Wer wohl mag der Klügste von den dreien gewesen sein? Urteilt selbst!


2. Wie man darangeht, einen Kuckuck einzusperren

Einmal kamen die Leute von Gotham auf den Gedanken, sie wollten sich einen Kuckuck halten, damit sie ihn das ganze Jahr hindurch hören könnten. Und sie errichteten mitten in der Stadt ein Heckenrund, fingen einen Kuckuck, setzten ihn hinein und sagten: »Jetzt singe hier schön das ganze Jahr lang, oder du bekommst weder Essen noch Trinken.«

Der Kuckuck, sobald er in die Hecke gesetzt wurde, flog auf und davon.

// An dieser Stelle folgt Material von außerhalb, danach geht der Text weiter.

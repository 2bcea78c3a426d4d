// SPDX-License-Identifier: GPL-3.0-only
//! Daemon loop wiring the masking engine to the desktop and the hardware
//!
//! One task owns everything: the pointer tick, hotplug and RandR layout
//! changes, signals for pause (`SIGUSR1`), reload (`SIGHUP`) and shutdown
//! (`SIGINT`/`SIGTERM`).

use std::path::PathBuf;
use std::time::{Duration, Instant};

use anyhow::{Context, Result};
use tokio::signal::unix::{SignalKind, signal};
use tokio::sync::mpsc::Receiver;
use tokio::time::MissedTickBehavior;

use crate::config::{Overrides, Settings};
use crate::dimming::{CapabilitySnapshot, HardwareDimmer, StatusRow};
use crate::masking::MaskingEngine;
use crate::monitor::{MonitorDescriptor, MonitorSource, PointerSource, controlled_monitors, monitor_at};
use crate::overlay::MaskFactory;

/// Pointer sampling period
pub const TICK_INTERVAL: Duration = Duration::from_millis(50);

pub struct App<D, F> {
    desktop: D,
    factory: F,
    dimmer: HardwareDimmer,
    masking: MaskingEngine,
    settings: Settings,
    settings_path: PathBuf,
    overrides: Overrides,
    monitors: Vec<MonitorDescriptor>,
    paused: bool,
}

impl<D, F> App<D, F>
where
    D: MonitorSource + PointerSource,
    F: MaskFactory,
{
    pub fn new(
        desktop: D,
        factory: F,
        dimmer: HardwareDimmer,
        settings: Settings,
        settings_path: PathBuf,
        overrides: Overrides,
    ) -> Self {
        Self {
            desktop,
            factory,
            dimmer,
            masking: MaskingEngine::new(settings.policy()),
            settings,
            settings_path,
            overrides,
            monitors: Vec::new(),
            paused: false,
        }
    }

    pub fn is_paused(&self) -> bool {
        self.paused
    }

    pub fn masking(&self) -> &MaskingEngine {
        &self.masking
    }

    pub fn capabilities(&self) -> CapabilitySnapshot {
        self.dimmer.capabilities()
    }

    /// Re-enumerate monitors, recreate masks and re-probe the hardware
    pub async fn rebuild(&mut self) -> Result<()> {
        let monitors = self.desktop.list().context("Failed to enumerate monitors")?;
        let policy = self.settings.policy();

        self.masking.rebuild(&monitors, policy.clone(), &mut self.factory);

        let controlled: Vec<MonitorDescriptor> = controlled_monitors(&monitors, &policy.controlled_monitor_ids)
            .into_iter()
            .cloned()
            .collect();
        self.dimmer.set_timeout(policy.hardware_timeout);
        self.dimmer
            .refresh(&controlled, &policy.hardware_disabled_monitor_ids)
            .await;

        self.monitors = monitors;
        self.masking.reset_timers();
        log_status(&self.dimmer.capabilities().rows());
        Ok(())
    }

    /// Sample the pointer and advance every monitor's mask state
    pub fn tick(&mut self, now: Instant) {
        if self.paused {
            return;
        }

        let (x, y) = match self.desktop.position() {
            Ok(pos) => pos,
            Err(err) => {
                debug!("pointer query failed: {:#}", err);
                return;
            }
        };

        let active = monitor_at(&self.monitors, x, y).map(|m| m.id.clone());
        self.masking.tick(active.as_deref(), now, &mut self.dimmer);
    }

    pub async fn set_paused(&mut self, paused: bool) {
        if paused == self.paused {
            return;
        }
        self.paused = paused;

        if paused {
            self.masking.hide_all();
            self.dimmer
                .restore_all_and_wait(self.masking.policy().hardware_timeout)
                .await;
            info!("Paused: masks hidden, brightness restored");
        } else {
            self.masking.reset_timers();
            info!("Resumed");
        }
    }

    /// Re-read the settings file and rebuild everything from it
    pub async fn reload(&mut self) -> Result<()> {
        let mut settings = Settings::load(&self.settings_path);
        settings.apply(&self.overrides);
        info!("Settings reloaded from {}", self.settings_path.display());
        self.settings = settings;
        self.rebuild().await
    }

    /// Hide every mask, restore brightness and release the hardware
    pub async fn shutdown(&mut self) {
        self.masking.hide_all();
        self.dimmer.dispose().await;
    }

    pub async fn run(mut self, mut hotplug: Receiver<()>) -> Result<()> {
        let mut sigusr1 = signal(SignalKind::user_defined1()).context("Failed to install SIGUSR1 handler")?;
        let mut sighup = signal(SignalKind::hangup()).context("Failed to install SIGHUP handler")?;
        let mut sigterm = signal(SignalKind::terminate()).context("Failed to install SIGTERM handler")?;

        self.rebuild().await?;

        let mut ticker = tokio::time::interval(TICK_INTERVAL);
        ticker.set_missed_tick_behavior(MissedTickBehavior::Skip);

        loop {
            tokio::select! {
                _ = ticker.tick() => {
                    if self.desktop.layout_changed() {
                        info!("Output layout changed, rebuilding");
                        self.rebuild_or_log().await;
                    }
                    self.tick(Instant::now());
                }
                Some(()) = hotplug.recv() => {
                    info!("Display hotplug, rebuilding");
                    self.rebuild_or_log().await;
                }
                _ = sigusr1.recv() => {
                    let paused = !self.paused;
                    self.set_paused(paused).await;
                }
                _ = sighup.recv() => {
                    if let Err(err) = self.reload().await {
                        error!("reload failed: {:#}", err);
                    }
                }
                _ = sigterm.recv() => {
                    info!("SIGTERM received, shutting down");
                    break;
                }
                _ = tokio::signal::ctrl_c() => {
                    info!("Interrupted, shutting down");
                    break;
                }
            }
        }

        self.shutdown().await;
        Ok(())
    }

    async fn rebuild_or_log(&mut self) {
        if let Err(err) = self.rebuild().await {
            error!("rebuild failed: {:#}", err);
        }
    }
}

/// Probe every attached monitor once and report its hardware capability
pub async fn probe_status(desktop: &impl MonitorSource, dimmer: &mut HardwareDimmer, settings: &Settings) -> Result<Vec<StatusRow>> {
    let monitors = desktop.list().context("Failed to enumerate monitors")?;
    let policy = settings.policy();
    dimmer.set_timeout(policy.hardware_timeout);
    dimmer.refresh(&monitors, &policy.hardware_disabled_monitor_ids).await;
    let rows = dimmer.capabilities().rows();
    dimmer.dispose().await;
    Ok(rows)
}

fn log_status(rows: &[StatusRow]) {
    for row in rows {
        match &row.message {
            Some(msg) => info!(monitor = %row.id, enabled = row.enabled, "{}: {}", row.status, msg),
            None => info!(monitor = %row.id, enabled = row.enabled, "{}", row.status),
        }
    }
}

»Da haben wir's!«riefen sie. »Wir haben die Hecke nicht hoch genug gemacht!«


3. Wie man Käse befördert

Es war einmal ein Mann in Gotham, der nach Nottingham auf den Markt ging, um Käse zu verkaufen. Und als er den Hügel zur Brücke von Nottingham hinunterging, fiel ein Käse aus seinem Ranzen und rollte den Hügel hinunter.

»Hallo, Gevatter«, sagte der Mann, »kannst du allein zum Markt rollen? Dann will ich dir die anderen nachschicken.« Und er nahm sein Ränzel ab, zog die Käse heraus und rollte sie, einen nach dem anderen, die Hügel hinunter. Die einen blieben hier in einem Gebüsch hängen, die anderen in irgendeinem anderen.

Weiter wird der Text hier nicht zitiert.